In fine, le résultat d'exploitation des 4000 cabinets de notre échantillon tend à s'éroder :

  • en euros constants (hors inflation, donc), il a ainsi systématiquement baissé sur les quatre dernières années. Et, sur l'ensemble de la période de référence (2007-2012), il affiche un recul de 5,4% ;
  • dans ces conditions, le taux de résultat d'exploitation de la profession a connu cinq années consécutives de baisse, passant de 10,8% du chiffre d'affaires en 2007, à 9,5% en 2012.

 

L'analyse des performances selon la taille des cabinets

Une analyse plus fine fait apparaitre de réelles disparités en fonction de la taille des cabinets. Que ce soit en termes d'évolution de l'activité ou de performances...

Le chiffre d'affaires

En termes d'évolution du chiffre d'affaires sur la période 2007-2012, trois grandes familles de cabinets se distinguent :

  • les plus petits cabinets (moins de 0,5 M¤), dont le chiffre d'affaires en euros courants progresse nettement moins que la moyenne de la profession entre 2007 et 2012 : moins de 10% de croissance contre près de 18% pour l'ensemble de l'échantillon ;
  • les cabinets de taille moyenne (entre 0,5 et 2,5 M¤), dont le chiffre d'affaires progresse à peu près dans les mêmes proportions que la moyenne de la profession ;
  • les plus grands cabinets (entre 2,5 et 10 M¤), dont le chiffre d'affaires s'accroit plus rapidement que la moyenne des cabinets : environs 22% de croissance cumulée sur la période.

Ces disparités significatives dans la croissance des cabinets illustrent notamment les tensions sur les prix auxquels sont confrontés les petites structures. Rappelons que l'activité de ces petites structures reste généralement très centrée sur la prestation comptable traditionnelle. Ces résultats sont en phase avec ceux des dernières études réalisées par le Conseil supérieur de l'Ordre des experts-comptables, qui montraient très clairement la baisse régulière du niveau de facturation moyen d'un dossier d'expertise comptable.

Le résultat d'exploitation

L'analyse des performances selon la taille des cabinets fait également ressortir trois grandes catégories de cabinets, mais ces catégories ne sont pas les mêmes que pour l'évolution du chiffre d'affaires :

  • les plus petits (< 0,5 M¤) et les plus grands (entre 5 et 10 M¤) sont sans conteste ceux qui ont le plus souffert, avec une baisse de leur résultat d'exploitation (en euros courants) de respectivement 9,5% et 3,3% entre 2007 et 2012 ;
  • les cabinets réalisant entre 0,5 et 2,5 M¤ de chiffre d'affaires, qui ont vu leur résultat d'exploitation (toujours en euros courants) progresser dans des proportions relativement modestes sur la période 2007-2012 ;
  • et, enfin, les cabinets réalisant entre 2,5 et 5 M¤ de chiffre d'affaires, qui sont les seuls à voir leur résultat d'exploitation progresser de façon significative sur la période de référence : +15,2% entre 2007 et 2012.
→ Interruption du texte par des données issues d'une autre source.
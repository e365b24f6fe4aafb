//! Vibration patterns.

use crate::errors::{Error, Result};

/// An ordered on/off vibration schedule.
///
/// The first entry is the delay before the vibrator first turns on; entries
/// then alternate on/off durations, all in milliseconds. A pattern may loop
/// from a chosen entry, or play through once.
///
/// Validated at construction, so backends receive only well-formed patterns.
#[derive(Clone, Debug, PartialEq, Eq)]
pub struct VibrationPattern {
    steps: Vec<u64>,
    repeat_from: Option<usize>,
}

impl VibrationPattern {
    /// Builds a pattern. `repeat` is the index into `steps` at which looping
    /// restarts, or `-1` to play the pattern exactly once.
    ///
    /// # Errors
    ///
    /// [`Error::RepeatIndexOutOfRange`] if `repeat` lies outside
    /// `[-1, steps.len() - 1]`.
    pub fn new(steps: Vec<u64>, repeat: i32) -> Result<Self> {
        let repeat_from = match repeat {
            -1 => None,
            i if (0..steps.len() as i32).contains(&i) => Some(i as usize),
            _ => {
                return Err(Error::RepeatIndexOutOfRange {
                    index: repeat,
                    len: steps.len(),
                })
            }
        };

        Ok(Self { steps, repeat_from })
    }

    /// The alternating delay/on/off durations, in milliseconds.
    pub fn steps(&self) -> &[u64] {
        &self.steps
    }

    /// The loop restart index, or `None` for a one-shot pattern.
    pub fn repeat_from(&self) -> Option<usize> {
        self.repeat_from
    }
}

#[cfg(test)]
mod tests {
    use super::*;
    use ::pretty_assertions::assert_eq;

    #[test]
    fn test_one_shot_pattern() {
        let p = VibrationPattern::new(vec![0, 200, 100, 200], -1).unwrap();
        assert_eq!(p.steps(), &[0, 200, 100, 200]);
        assert_eq!(p.repeat_from(), None);
    }

    #[test]
    fn test_looping_pattern() {
        let p = VibrationPattern::new(vec![500, 100, 100], 1).unwrap();
        assert_eq!(p.repeat_from(), Some(1));
    }

    /// The valid repeat range is `[-1, len - 1]`, ends inclusive; everything
    /// outside is rejected.
    #[test]
    fn test_repeat_index_bounds() {
        assert_eq!(
            VibrationPattern::new(vec![0, 100], 2),
            Err(Error::RepeatIndexOutOfRange { index: 2, len: 2 })
        );
        assert_eq!(
            VibrationPattern::new(vec![0, 100], -2),
            Err(Error::RepeatIndexOutOfRange { index: -2, len: 2 })
        );
        assert!(VibrationPattern::new(vec![0, 100], 1).is_ok());
        // An empty pattern can only be one-shot.
        assert!(VibrationPattern::new(vec![], -1).is_ok());
        assert!(VibrationPattern::new(vec![], 0).is_err());
    }
}
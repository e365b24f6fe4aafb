//! Aggregated current-frame input state.
//!
//! The snapshot is the polling half of the unified model: everything an
//! application can ask "right now", as opposed to the ordered events a
//! listener receives. It is mutated only by the dispatcher on the render
//! thread, strictly before the frame's render step, so reads within a frame
//! are always internally consistent.

use ::bitvec::prelude::*;

use ::strum::{Display, EnumIter};

use crate::{buttons::TRACKED_BUTTONS, keys};

/// Rotation of the device with respect to its native orientation.
#[derive(Clone, Copy, Debug, Default, Display, EnumIter, PartialEq, Eq)]
pub enum Rotation {
    #[default]
    Deg0,
    Deg90,
    Deg180,
    Deg270,
}

impl Rotation {
    /// The rotation in degrees: 0, 90, 180, or 270.
    pub const fn degrees(self) -> u32 {
        match self {
            Self::Deg0 => 0,
            Self::Deg90 => 90,
            Self::Deg180 => 180,
            Self::Deg270 => 270,
        }
    }
}

/// Native orientation of the device's display panel.
#[derive(Clone, Copy, Debug, Default, Display, EnumIter, PartialEq, Eq)]
pub enum Orientation {
    #[default]
    Landscape,
    Portrait,
}

/// Per-frame aggregate state: pressed keys and buttons, the "just touched"
/// transition flag, sensor readings, and device orientation.
#[derive(Debug)]
pub(crate) struct Snapshot {
    /// Press state per canonical key code, one bit per code.
    pressed_keys: BitArr!(for 256, in usize, Lsb0),
    /// Number of set bits in `pressed_keys`, kept so ANY_KEY queries and
    /// is-anything-down checks stay O(1).
    pressed_key_count: usize,
    /// Number of active contacts per tracked button code. Touch backends
    /// report every contact as the left button, so a button counts as
    /// pressed while *any* contact carrying it remains down.
    pressed_buttons: [u8; TRACKED_BUTTONS],
    /// True only during the processing cycle in which a touch-down
    /// transition occurred. Reset unconditionally at every cycle start.
    pub(crate) just_touched: bool,
    /// Accelerometer reading per axis, nominally within [-10, 10]. Zero when
    /// the backend has no accelerometer.
    pub(crate) accelerometer: (f32, f32, f32),
    /// Orientation angles in degrees: azimuth, pitch, roll.
    pub(crate) azimuth: f32,
    pub(crate) pitch: f32,
    pub(crate) roll: f32,
    pub(crate) rotation: Rotation,
    pub(crate) native_orientation: Orientation,
    /// Timestamp (nanoseconds) of the event currently being dispatched, or
    /// of the most recently dispatched one.
    pub(crate) event_time_ns: u64,
}

impl Snapshot {
    pub(crate) fn new(native_orientation: Orientation) -> Self {
        Self {
            pressed_keys: BitArray::ZERO,
            pressed_key_count: 0,
            pressed_buttons: [0; TRACKED_BUTTONS],
            just_touched: false,
            accelerometer: (0.0, 0.0, 0.0),
            azimuth: 0.0,
            pitch: 0.0,
            roll: 0.0,
            rotation: Rotation::default(),
            native_orientation,
            event_time_ns: 0,
        }
    }

    /// Marks a key down. `code` must already be validated to `[0, 255]`.
    pub(crate) fn press_key(&mut self, code: i32) {
        let mut bit = self
            .pressed_keys
            .get_mut(code as usize)
            .expect("key code validated before state update");
        if !*bit {
            *bit.as_mut() = true;
            self.pressed_key_count += 1;
        }
    }

    /// Marks a key up. `code` must already be validated to `[0, 255]`.
    pub(crate) fn release_key(&mut self, code: i32) {
        let mut bit = self
            .pressed_keys
            .get_mut(code as usize)
            .expect("key code validated before state update");
        if *bit {
            *bit.as_mut() = false;
            self.pressed_key_count -= 1;
        }
    }

    /// Whether a key is pressed. [`keys::ANY_KEY`] matches any pressed key;
    /// other codes outside `[0, 255]` read as not pressed.
    pub(crate) fn is_key_pressed(&self, code: i32) -> bool {
        if code == keys::ANY_KEY {
            return self.pressed_key_count > 0;
        }
        usize::try_from(code)
            .ok()
            .and_then(|i| self.pressed_keys.get(i))
            .is_some_and(|bit| *bit)
    }

    pub(crate) fn set_button(&mut self, button: i32, pressed: bool) {
        if let Some(count) = usize::try_from(button)
            .ok()
            .and_then(|i| self.pressed_buttons.get_mut(i))
        {
            *count = if pressed {
                count.saturating_add(1)
            } else {
                count.saturating_sub(1)
            };
        }
    }

    /// Whether a button is pressed, i.e. at least one contact carrying it is
    /// down; codes outside the tracked range read as not pressed.
    pub(crate) fn is_button_pressed(&self, button: i32) -> bool {
        usize::try_from(button)
            .ok()
            .and_then(|i| self.pressed_buttons.get(i))
            .is_some_and(|&count| count > 0)
    }
}

#[cfg(test)]
mod tests {
    use super::*;
    use crate::buttons;

    #[test]
    fn test_key_press_state_and_any_key() {
        let mut snap = Snapshot::new(Orientation::Landscape);
        assert!(!snap.is_key_pressed(keys::ANY_KEY));

        snap.press_key(keys::A);
        snap.press_key(keys::SPACE);
        // A repeated down for an already-pressed key must not skew the count.
        snap.press_key(keys::A);

        assert!(snap.is_key_pressed(keys::A));
        assert!(snap.is_key_pressed(keys::SPACE));
        assert!(!snap.is_key_pressed(keys::B));
        assert!(snap.is_key_pressed(keys::ANY_KEY));

        snap.release_key(keys::A);
        snap.release_key(keys::SPACE);
        assert!(!snap.is_key_pressed(keys::ANY_KEY));
    }

    /// Codes outside the canonical space (other than the wildcard) poll as
    /// not pressed rather than failing.
    #[test]
    fn test_out_of_range_key_polls_false() {
        let snap = Snapshot::new(Orientation::Landscape);
        assert!(!snap.is_key_pressed(-7));
        assert!(!snap.is_key_pressed(300));
    }

    #[test]
    fn test_button_state() {
        let mut snap = Snapshot::new(Orientation::Landscape);
        snap.set_button(buttons::RIGHT, true);
        assert!(snap.is_button_pressed(buttons::RIGHT));
        assert!(!snap.is_button_pressed(buttons::LEFT));

        snap.set_button(buttons::RIGHT, false);
        assert!(!snap.is_button_pressed(buttons::RIGHT));

        // Untracked codes are neutral both ways.
        snap.set_button(250, true);
        assert!(!snap.is_button_pressed(250));
        assert!(!snap.is_button_pressed(-1));
    }

    /// Overlapping contacts carrying the same button: the button stays
    /// pressed until the last of them lifts.
    #[test]
    fn test_button_state_counts_overlapping_contacts() {
        let mut snap = Snapshot::new(Orientation::Landscape);
        snap.set_button(buttons::LEFT, true);
        snap.set_button(buttons::LEFT, true);

        snap.set_button(buttons::LEFT, false);
        assert!(snap.is_button_pressed(buttons::LEFT));
        snap.set_button(buttons::LEFT, false);
        assert!(!snap.is_button_pressed(buttons::LEFT));

        // A stray release with nothing down must not underflow.
        snap.set_button(buttons::LEFT, false);
        assert!(!snap.is_button_pressed(buttons::LEFT));
        snap.set_button(buttons::LEFT, true);
        assert!(snap.is_button_pressed(buttons::LEFT));
    }

    #[test]
    fn test_neutral_sensor_defaults() {
        let snap = Snapshot::new(Orientation::Portrait);
        assert_eq!(snap.accelerometer, (0.0, 0.0, 0.0));
        assert_eq!(snap.rotation.degrees(), 0);
        assert_eq!(snap.native_orientation, Orientation::Portrait);
    }
}
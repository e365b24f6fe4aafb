//! The canonical key-code space and its bidirectional name mapping.
//!
//! Key codes are plain integers in `[0, 255]`, decoupled from any OS scan
//! code. Backends translate their native codes into these constants before
//! pushing events, so application code never sees a system-specific value.
//!
//! [`name`] and [`code`] form a stable string encoding for persisted
//! key-bindings: for every code which has a name, `code(name(c)) == c`.

mod codes;
mod table;

pub use codes::*;
pub use table::*;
Au final, toutes les catégories de cabinets ont vu leur taux de résultat d'exploitation s'éroder (dans des proportions plus ou moins marquées) sur la période de référence. Une baisse généralisée des performances d'exploitation qui traduit toutefois deux situations bien distinctes :

  • d'un côté, des cabinets qui subissent de plein fouet (sans trop savoir comment réagir) les mutations de leur environnement (au niveau réglementaire, mais aussi aux niveaux technologique, économique, concurrentiel et sociétal...).
  • et, de l'autre, des cabinets qui ont pris la mesure des enjeux en cours et ont amorcé la transformation de leur modèle économique. Un processus de changement qui pèse aujourd'hui sur leurs résultats compte tenu des investissements (en argent et en temps) qu'il nécessite ; mais qui les mettra en position de mieux profiter des opportunités qui s'offrent aux professionnels du chiffre du fait de ces mêmes évolutions de leur environnement.

 

L'analyse régionale des performances des cabinets

L'analyse menée au niveau régional est également riche d'enseignements. Elle montre notamment que les cabinets franciliens connaissent une situation quelque peu différente de celle de leurs confrères de province.

Le chiffre d'affaires

En 2008, cabinets franciliens et provinciaux enregistraient, peu ou prou, les mêmes taux de croissance de leur activité. Mais, depuis quelques années, les évolutions divergent :

  • au cours des trois dernières années, le chiffre d'affaires des cabinets franciliens a ainsi systématiquement baissé alors que celui des cabinets de province continuait à progresser. In fine, les cabinets franciliens affichent une baisse de leur chiffre d'affaires déflaté de -2,6% sur la période 2009-2012 alors que, dans le même temps, l'activité des cabinets en régions a progressé de +3,6% ;
  • des chiffres qui traduisent notamment le durcissement de la pression concurrentielle à laquelle sont plus durement confrontés les cabinets de la région parisienne que leurs homologues de province : forte concentration de cabinets d'experts-comptables, comportements plus consuméristes, plus grande volatilité des clients, moindre sensibilité à la proximité géographique...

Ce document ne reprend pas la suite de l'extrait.